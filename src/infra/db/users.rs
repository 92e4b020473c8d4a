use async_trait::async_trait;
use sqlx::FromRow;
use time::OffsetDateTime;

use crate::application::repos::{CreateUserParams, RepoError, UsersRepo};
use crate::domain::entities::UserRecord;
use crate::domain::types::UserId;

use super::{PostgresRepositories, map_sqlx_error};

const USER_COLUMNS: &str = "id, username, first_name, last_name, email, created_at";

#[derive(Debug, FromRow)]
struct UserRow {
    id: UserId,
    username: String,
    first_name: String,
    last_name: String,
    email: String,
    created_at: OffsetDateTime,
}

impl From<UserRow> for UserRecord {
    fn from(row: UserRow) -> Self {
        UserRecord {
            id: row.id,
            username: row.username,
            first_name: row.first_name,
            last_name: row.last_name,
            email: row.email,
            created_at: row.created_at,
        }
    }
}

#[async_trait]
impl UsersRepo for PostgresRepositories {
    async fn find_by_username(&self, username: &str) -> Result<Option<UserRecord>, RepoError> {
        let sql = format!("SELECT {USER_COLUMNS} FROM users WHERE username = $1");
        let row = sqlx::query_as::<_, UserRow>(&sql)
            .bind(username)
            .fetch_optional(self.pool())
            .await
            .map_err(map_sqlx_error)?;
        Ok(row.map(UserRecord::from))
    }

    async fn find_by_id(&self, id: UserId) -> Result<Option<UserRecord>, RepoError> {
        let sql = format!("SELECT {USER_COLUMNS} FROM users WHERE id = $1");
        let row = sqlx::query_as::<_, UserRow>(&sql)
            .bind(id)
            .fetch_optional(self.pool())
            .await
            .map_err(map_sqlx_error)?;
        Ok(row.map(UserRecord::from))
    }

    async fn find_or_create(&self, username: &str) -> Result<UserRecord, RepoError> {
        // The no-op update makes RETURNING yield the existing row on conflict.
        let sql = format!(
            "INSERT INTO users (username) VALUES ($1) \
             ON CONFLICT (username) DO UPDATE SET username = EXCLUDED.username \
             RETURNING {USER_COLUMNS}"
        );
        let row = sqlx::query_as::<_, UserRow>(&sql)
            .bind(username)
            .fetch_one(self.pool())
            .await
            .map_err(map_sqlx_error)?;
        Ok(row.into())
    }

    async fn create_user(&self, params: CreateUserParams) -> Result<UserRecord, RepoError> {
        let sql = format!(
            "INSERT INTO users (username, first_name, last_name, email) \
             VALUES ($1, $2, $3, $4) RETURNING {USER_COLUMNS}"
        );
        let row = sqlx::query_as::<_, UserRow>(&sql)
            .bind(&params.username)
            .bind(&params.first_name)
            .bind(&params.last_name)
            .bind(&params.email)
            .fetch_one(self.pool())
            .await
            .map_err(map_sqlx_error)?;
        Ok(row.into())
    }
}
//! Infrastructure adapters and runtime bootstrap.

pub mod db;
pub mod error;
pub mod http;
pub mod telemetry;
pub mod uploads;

* * * *

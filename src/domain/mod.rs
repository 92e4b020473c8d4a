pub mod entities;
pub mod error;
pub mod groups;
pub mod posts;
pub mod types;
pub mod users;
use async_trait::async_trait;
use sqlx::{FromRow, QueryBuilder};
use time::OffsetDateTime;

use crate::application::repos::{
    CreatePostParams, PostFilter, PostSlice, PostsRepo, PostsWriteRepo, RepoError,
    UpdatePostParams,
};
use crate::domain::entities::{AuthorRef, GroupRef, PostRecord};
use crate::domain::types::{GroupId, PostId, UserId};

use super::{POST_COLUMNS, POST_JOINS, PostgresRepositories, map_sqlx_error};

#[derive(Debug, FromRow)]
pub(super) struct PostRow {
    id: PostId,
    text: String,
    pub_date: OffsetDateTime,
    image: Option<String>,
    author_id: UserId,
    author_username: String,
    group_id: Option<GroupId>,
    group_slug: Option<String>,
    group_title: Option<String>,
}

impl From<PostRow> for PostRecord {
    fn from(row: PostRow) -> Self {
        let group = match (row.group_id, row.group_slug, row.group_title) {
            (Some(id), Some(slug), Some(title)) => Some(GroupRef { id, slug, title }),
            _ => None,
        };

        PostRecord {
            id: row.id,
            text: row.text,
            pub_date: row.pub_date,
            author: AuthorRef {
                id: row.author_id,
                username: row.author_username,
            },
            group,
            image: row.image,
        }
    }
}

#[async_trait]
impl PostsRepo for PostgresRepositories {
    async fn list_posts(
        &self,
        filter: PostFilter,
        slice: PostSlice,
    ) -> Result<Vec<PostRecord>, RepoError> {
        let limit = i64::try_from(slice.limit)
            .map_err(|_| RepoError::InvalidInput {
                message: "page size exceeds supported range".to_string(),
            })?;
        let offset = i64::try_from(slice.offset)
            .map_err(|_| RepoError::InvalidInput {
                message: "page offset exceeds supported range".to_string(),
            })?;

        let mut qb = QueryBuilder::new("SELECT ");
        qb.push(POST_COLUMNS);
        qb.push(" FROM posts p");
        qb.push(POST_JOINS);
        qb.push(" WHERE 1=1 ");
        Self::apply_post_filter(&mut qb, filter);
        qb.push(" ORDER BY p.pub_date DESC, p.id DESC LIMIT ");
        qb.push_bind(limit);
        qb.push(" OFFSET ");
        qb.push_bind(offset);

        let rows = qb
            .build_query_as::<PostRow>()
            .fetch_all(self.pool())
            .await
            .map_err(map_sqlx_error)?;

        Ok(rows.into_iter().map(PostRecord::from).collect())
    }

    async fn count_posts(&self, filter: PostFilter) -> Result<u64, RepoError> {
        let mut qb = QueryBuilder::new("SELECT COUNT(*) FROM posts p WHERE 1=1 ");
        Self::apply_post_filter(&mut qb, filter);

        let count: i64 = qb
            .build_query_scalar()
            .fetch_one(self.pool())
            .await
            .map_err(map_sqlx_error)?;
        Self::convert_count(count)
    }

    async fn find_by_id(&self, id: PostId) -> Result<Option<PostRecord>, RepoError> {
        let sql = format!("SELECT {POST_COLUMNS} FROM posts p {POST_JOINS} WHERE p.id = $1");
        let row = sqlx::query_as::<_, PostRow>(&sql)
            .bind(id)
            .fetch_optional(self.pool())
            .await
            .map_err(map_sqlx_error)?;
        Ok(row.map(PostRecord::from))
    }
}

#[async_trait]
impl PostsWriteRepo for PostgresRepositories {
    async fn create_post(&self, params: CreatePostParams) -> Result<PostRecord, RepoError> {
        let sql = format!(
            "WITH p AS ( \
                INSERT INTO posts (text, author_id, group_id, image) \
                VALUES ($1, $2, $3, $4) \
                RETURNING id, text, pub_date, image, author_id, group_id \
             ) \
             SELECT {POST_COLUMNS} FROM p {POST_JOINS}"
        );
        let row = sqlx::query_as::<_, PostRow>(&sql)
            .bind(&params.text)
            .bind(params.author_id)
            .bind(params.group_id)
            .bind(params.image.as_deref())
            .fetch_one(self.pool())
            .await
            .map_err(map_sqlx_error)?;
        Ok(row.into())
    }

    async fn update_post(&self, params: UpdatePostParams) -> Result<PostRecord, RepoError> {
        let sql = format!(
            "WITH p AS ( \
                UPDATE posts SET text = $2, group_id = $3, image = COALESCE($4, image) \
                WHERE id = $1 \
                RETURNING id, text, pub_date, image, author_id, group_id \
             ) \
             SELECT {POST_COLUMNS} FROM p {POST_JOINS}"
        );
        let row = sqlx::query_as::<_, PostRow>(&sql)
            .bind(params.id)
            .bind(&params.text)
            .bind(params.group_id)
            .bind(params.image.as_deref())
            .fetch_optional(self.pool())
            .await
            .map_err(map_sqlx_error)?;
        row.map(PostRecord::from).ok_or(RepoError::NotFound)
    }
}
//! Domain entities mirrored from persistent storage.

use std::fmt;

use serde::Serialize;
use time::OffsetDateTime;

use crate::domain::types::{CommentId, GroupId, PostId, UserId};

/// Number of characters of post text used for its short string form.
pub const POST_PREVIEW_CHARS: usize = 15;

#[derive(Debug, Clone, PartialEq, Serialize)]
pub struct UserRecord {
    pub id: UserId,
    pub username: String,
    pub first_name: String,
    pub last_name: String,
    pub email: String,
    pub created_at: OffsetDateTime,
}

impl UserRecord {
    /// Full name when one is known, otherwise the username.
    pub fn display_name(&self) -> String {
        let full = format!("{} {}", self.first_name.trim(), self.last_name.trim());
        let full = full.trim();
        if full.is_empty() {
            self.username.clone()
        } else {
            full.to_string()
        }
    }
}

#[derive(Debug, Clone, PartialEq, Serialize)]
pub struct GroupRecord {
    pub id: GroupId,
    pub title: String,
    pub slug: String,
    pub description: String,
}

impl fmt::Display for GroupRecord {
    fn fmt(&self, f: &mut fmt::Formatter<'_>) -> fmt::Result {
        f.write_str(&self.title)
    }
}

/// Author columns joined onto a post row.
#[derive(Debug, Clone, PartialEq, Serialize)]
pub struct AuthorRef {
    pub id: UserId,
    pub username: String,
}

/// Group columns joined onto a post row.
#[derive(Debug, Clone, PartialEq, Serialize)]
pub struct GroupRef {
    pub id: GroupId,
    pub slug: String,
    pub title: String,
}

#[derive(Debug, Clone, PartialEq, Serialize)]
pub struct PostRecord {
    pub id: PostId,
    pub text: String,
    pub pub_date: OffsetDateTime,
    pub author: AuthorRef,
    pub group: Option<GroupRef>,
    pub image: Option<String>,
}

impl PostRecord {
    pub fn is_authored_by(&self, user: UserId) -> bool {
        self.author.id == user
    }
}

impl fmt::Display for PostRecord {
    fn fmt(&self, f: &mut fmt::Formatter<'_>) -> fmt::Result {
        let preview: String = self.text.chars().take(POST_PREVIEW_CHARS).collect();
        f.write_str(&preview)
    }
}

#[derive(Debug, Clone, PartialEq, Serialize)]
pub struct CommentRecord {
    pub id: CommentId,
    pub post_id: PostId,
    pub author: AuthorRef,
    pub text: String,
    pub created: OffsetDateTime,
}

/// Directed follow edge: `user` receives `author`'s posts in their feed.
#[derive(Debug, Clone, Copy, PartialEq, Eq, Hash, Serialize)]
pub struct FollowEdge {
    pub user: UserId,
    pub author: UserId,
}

* * * *

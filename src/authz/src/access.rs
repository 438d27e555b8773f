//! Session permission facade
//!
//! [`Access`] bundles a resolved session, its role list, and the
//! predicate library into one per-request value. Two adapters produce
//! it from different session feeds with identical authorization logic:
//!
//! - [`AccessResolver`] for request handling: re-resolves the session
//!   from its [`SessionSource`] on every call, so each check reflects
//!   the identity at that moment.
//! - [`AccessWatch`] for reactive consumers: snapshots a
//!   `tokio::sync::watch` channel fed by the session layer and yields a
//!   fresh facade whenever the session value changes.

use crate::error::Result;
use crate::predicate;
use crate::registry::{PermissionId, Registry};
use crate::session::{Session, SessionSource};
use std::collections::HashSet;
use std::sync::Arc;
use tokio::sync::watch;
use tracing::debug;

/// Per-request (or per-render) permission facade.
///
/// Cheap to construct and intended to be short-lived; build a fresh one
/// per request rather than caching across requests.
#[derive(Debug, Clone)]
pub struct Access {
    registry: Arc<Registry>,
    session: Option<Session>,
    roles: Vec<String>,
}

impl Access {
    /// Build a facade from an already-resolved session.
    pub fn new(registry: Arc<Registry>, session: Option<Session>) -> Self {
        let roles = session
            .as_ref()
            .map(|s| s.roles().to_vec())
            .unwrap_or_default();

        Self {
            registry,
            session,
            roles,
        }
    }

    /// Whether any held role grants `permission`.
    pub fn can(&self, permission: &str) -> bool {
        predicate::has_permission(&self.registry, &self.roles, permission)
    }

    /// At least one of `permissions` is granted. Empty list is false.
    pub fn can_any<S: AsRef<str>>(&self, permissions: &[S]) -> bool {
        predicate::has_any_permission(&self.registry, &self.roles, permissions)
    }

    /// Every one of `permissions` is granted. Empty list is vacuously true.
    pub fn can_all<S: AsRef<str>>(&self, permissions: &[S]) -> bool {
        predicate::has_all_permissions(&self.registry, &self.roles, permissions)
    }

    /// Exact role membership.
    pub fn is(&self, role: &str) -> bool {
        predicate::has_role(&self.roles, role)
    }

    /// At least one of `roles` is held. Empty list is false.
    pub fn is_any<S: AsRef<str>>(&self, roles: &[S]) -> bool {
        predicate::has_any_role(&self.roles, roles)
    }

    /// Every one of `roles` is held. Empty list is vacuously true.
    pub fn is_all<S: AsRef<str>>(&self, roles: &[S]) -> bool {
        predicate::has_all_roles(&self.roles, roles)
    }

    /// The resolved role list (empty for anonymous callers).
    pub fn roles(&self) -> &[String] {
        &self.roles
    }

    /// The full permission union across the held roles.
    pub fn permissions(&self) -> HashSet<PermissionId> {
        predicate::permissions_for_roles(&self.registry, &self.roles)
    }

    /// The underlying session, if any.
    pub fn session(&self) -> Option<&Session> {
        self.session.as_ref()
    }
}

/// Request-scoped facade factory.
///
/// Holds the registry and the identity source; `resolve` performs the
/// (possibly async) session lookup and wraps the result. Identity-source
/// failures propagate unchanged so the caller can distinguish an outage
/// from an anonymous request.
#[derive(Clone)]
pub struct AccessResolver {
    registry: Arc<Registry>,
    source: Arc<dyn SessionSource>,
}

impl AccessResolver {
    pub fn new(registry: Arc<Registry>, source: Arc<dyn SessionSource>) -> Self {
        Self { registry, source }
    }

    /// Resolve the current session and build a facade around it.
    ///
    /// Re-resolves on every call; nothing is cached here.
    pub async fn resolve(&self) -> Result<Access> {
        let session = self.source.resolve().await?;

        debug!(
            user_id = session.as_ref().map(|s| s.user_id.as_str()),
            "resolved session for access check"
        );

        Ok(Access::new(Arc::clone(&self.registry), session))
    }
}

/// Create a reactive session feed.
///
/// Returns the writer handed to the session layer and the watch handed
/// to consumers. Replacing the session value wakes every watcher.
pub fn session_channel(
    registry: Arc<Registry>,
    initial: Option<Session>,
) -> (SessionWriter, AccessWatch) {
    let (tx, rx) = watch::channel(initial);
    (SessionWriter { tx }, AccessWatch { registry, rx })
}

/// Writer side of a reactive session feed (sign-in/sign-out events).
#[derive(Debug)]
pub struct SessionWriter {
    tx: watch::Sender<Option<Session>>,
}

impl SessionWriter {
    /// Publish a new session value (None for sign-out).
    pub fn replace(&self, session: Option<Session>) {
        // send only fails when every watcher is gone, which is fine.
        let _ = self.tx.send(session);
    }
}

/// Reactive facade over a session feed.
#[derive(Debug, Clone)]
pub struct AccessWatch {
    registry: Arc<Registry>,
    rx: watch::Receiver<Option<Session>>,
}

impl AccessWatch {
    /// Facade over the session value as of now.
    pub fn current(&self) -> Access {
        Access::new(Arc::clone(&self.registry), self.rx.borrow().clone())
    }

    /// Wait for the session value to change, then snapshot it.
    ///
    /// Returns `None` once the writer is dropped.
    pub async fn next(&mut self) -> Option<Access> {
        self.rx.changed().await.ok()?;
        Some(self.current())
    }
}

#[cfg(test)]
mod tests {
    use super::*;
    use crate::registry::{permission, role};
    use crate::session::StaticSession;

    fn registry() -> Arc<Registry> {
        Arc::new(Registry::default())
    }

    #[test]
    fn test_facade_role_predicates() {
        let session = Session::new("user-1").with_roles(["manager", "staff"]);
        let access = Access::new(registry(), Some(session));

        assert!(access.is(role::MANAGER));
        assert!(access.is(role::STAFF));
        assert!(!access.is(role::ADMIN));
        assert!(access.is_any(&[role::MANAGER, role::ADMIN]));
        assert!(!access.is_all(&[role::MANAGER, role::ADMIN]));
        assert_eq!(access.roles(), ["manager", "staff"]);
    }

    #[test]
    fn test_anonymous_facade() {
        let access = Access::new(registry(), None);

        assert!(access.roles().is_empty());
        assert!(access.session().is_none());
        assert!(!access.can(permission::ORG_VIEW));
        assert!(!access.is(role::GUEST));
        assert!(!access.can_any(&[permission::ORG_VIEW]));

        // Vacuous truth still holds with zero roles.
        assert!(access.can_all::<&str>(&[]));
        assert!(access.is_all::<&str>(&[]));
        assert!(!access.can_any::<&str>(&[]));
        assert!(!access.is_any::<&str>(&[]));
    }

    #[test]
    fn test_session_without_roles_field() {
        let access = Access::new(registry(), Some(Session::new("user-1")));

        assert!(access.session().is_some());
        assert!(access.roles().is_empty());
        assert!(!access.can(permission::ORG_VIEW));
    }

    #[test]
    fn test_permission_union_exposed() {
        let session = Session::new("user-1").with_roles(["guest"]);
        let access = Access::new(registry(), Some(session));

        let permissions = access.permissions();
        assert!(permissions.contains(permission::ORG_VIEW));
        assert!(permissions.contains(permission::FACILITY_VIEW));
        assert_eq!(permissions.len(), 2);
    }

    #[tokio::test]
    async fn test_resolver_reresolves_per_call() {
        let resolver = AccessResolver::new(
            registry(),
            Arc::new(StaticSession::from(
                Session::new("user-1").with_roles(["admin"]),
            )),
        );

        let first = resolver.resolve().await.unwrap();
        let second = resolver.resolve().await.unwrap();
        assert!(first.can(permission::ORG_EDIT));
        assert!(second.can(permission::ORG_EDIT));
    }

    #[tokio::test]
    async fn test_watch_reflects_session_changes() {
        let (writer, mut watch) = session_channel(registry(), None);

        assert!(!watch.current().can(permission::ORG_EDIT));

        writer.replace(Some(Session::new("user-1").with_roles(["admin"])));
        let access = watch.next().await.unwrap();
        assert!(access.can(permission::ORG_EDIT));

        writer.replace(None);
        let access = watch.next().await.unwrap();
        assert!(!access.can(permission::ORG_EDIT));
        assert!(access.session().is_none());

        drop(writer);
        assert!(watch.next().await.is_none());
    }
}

* * * *

* GOAL OF THE EXERCISE *
Search the material above for the string "filename". Show every line that holds it.

* ANSWER TO THE EXERCISE *
filename src/infra/db/users.rs
filename src/domain/mod.rs
filename src/authz/src/access.rs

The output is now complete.